**What you are asked to do:** Within the material below, tally every line that holds the word "Result", then give the tally and nothing more.

**Exercise input:**

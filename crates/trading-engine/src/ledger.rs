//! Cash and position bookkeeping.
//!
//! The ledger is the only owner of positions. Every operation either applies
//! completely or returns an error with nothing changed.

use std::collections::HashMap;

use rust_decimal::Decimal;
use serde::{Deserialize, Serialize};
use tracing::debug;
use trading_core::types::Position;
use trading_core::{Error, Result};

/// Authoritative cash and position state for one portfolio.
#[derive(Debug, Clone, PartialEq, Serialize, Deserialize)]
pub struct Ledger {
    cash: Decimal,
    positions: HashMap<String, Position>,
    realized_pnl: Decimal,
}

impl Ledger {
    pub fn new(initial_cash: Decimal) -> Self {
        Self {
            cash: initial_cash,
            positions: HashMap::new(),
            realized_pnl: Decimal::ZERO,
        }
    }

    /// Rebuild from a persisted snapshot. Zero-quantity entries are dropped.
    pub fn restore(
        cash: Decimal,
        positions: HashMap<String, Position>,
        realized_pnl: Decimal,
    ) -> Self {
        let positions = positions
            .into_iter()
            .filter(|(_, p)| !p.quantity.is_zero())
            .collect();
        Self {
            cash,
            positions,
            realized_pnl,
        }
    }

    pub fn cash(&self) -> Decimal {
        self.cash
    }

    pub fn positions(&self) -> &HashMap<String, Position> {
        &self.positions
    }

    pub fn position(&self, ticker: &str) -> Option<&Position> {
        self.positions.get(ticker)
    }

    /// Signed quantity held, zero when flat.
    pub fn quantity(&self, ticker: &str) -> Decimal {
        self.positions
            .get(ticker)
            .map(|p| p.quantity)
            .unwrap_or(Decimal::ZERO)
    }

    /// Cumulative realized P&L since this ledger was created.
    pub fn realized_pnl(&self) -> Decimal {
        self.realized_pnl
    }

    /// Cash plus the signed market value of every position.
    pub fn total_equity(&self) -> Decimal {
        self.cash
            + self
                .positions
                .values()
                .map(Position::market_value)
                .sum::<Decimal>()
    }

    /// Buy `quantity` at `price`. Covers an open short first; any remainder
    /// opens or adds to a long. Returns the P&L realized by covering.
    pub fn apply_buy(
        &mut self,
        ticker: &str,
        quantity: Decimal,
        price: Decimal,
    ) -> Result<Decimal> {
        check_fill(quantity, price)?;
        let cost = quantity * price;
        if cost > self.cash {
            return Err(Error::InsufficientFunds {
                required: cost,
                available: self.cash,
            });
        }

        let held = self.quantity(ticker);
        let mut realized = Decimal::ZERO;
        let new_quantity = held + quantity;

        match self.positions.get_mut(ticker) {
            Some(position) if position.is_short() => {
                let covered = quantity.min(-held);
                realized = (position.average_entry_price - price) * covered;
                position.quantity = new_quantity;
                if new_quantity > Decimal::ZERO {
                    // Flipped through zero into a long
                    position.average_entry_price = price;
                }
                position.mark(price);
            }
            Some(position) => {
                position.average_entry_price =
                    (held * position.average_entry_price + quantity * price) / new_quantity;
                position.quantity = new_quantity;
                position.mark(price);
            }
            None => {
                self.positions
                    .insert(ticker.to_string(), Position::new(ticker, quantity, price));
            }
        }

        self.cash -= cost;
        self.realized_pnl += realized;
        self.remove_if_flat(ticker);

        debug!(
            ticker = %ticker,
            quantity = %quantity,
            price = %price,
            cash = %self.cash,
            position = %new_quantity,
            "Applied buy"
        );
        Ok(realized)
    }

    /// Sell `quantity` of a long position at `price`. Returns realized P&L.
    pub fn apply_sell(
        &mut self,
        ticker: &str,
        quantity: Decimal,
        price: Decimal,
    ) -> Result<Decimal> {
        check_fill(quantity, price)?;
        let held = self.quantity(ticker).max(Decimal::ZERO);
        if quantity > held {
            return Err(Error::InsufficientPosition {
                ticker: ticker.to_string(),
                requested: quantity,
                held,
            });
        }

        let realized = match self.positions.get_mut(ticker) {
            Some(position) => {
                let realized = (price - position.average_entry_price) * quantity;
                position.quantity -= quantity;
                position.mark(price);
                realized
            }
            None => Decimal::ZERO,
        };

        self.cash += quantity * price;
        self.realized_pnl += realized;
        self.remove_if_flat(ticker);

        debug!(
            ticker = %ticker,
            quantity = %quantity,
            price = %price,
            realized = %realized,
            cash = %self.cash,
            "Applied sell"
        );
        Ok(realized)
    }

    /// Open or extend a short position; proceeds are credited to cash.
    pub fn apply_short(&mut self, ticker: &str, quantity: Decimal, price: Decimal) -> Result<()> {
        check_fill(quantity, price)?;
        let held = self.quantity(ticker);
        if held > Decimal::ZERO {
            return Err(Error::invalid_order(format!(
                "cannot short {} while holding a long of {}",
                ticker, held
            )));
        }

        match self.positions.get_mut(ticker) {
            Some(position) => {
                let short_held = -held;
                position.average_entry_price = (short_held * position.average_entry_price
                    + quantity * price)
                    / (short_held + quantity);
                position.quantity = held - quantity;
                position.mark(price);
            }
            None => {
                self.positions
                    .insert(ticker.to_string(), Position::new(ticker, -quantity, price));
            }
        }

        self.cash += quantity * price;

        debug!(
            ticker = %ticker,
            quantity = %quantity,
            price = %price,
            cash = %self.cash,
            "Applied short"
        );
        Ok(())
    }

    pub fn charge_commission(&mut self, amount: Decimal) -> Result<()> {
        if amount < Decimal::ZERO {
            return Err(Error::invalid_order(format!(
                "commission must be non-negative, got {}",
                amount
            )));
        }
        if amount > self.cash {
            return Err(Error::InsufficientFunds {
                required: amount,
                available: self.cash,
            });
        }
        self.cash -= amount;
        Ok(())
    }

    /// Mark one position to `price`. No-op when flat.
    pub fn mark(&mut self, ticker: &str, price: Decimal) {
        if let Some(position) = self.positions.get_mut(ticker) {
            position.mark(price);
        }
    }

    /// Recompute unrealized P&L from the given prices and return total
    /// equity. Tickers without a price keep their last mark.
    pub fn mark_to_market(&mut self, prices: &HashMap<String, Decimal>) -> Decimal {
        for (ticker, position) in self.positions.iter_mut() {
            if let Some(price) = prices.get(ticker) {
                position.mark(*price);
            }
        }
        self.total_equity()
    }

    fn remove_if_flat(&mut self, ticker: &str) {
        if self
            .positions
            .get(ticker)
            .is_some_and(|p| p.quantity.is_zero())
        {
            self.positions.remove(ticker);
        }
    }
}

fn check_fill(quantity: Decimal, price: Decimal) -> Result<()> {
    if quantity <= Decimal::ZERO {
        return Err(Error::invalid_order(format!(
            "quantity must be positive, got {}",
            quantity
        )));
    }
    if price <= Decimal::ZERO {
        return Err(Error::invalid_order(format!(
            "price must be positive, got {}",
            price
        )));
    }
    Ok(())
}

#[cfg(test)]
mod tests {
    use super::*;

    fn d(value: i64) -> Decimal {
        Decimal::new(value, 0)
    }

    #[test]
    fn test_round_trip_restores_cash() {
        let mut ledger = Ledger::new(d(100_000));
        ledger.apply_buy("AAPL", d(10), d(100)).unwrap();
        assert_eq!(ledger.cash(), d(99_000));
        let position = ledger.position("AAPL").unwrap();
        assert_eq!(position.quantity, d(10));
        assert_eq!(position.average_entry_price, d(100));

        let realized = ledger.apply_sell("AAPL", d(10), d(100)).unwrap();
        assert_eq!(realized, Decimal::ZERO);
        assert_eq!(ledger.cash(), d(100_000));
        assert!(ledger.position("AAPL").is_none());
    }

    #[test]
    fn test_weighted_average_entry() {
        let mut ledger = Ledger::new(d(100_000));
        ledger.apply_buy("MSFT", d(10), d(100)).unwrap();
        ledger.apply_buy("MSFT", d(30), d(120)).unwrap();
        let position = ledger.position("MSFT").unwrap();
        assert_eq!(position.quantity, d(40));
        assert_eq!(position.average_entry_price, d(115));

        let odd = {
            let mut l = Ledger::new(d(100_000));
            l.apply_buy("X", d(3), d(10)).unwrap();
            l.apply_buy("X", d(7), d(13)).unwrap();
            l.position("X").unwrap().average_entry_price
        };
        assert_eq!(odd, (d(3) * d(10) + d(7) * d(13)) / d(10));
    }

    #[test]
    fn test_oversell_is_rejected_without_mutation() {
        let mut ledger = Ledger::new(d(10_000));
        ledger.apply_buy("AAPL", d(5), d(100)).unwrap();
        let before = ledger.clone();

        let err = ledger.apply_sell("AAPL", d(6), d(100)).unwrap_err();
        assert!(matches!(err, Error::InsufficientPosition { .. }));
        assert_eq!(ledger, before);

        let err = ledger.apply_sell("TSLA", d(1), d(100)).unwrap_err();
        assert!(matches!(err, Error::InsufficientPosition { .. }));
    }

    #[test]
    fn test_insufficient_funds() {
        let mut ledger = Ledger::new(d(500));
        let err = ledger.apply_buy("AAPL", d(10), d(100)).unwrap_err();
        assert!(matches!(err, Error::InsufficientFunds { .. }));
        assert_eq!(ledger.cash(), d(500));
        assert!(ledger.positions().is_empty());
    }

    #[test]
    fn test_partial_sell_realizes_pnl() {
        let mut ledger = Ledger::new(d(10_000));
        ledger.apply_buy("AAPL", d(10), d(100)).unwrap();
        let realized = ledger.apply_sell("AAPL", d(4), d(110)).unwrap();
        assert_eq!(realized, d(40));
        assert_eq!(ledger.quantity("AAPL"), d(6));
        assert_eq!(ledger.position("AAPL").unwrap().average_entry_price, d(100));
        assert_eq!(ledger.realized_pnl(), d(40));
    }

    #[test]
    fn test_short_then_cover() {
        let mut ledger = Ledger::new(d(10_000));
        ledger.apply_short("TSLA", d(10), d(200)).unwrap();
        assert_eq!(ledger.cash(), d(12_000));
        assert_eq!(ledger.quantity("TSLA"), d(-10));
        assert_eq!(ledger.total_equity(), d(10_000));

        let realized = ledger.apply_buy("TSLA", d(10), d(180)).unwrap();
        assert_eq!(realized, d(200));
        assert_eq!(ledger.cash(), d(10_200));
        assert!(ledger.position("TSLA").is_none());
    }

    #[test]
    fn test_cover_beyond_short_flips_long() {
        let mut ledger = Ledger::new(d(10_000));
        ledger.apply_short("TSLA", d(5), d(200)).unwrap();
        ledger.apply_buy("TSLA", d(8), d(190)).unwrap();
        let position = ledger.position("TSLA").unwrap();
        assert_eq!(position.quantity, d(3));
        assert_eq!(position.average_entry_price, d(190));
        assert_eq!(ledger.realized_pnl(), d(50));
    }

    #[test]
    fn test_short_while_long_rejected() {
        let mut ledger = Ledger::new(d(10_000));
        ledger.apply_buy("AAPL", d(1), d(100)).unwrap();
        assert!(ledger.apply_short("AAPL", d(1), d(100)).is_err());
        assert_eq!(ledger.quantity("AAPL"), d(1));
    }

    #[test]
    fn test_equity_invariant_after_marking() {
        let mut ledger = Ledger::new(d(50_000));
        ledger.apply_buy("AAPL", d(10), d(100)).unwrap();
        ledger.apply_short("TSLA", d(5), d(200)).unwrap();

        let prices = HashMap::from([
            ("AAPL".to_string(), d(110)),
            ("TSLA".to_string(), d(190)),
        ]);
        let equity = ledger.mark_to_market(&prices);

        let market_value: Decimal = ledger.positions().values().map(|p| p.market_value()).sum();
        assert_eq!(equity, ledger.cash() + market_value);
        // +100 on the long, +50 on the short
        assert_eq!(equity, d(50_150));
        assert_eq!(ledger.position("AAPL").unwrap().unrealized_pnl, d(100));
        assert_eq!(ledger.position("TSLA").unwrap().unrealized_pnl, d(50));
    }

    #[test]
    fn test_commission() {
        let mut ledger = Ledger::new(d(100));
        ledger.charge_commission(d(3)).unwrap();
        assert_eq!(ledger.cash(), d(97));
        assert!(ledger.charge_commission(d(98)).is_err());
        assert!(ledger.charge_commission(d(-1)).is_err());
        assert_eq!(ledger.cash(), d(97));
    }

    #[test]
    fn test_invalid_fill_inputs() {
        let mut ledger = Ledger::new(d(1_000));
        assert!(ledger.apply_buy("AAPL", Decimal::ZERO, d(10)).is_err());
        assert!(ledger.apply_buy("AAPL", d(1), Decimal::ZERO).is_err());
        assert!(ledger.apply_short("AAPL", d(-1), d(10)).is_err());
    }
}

**Response:** 6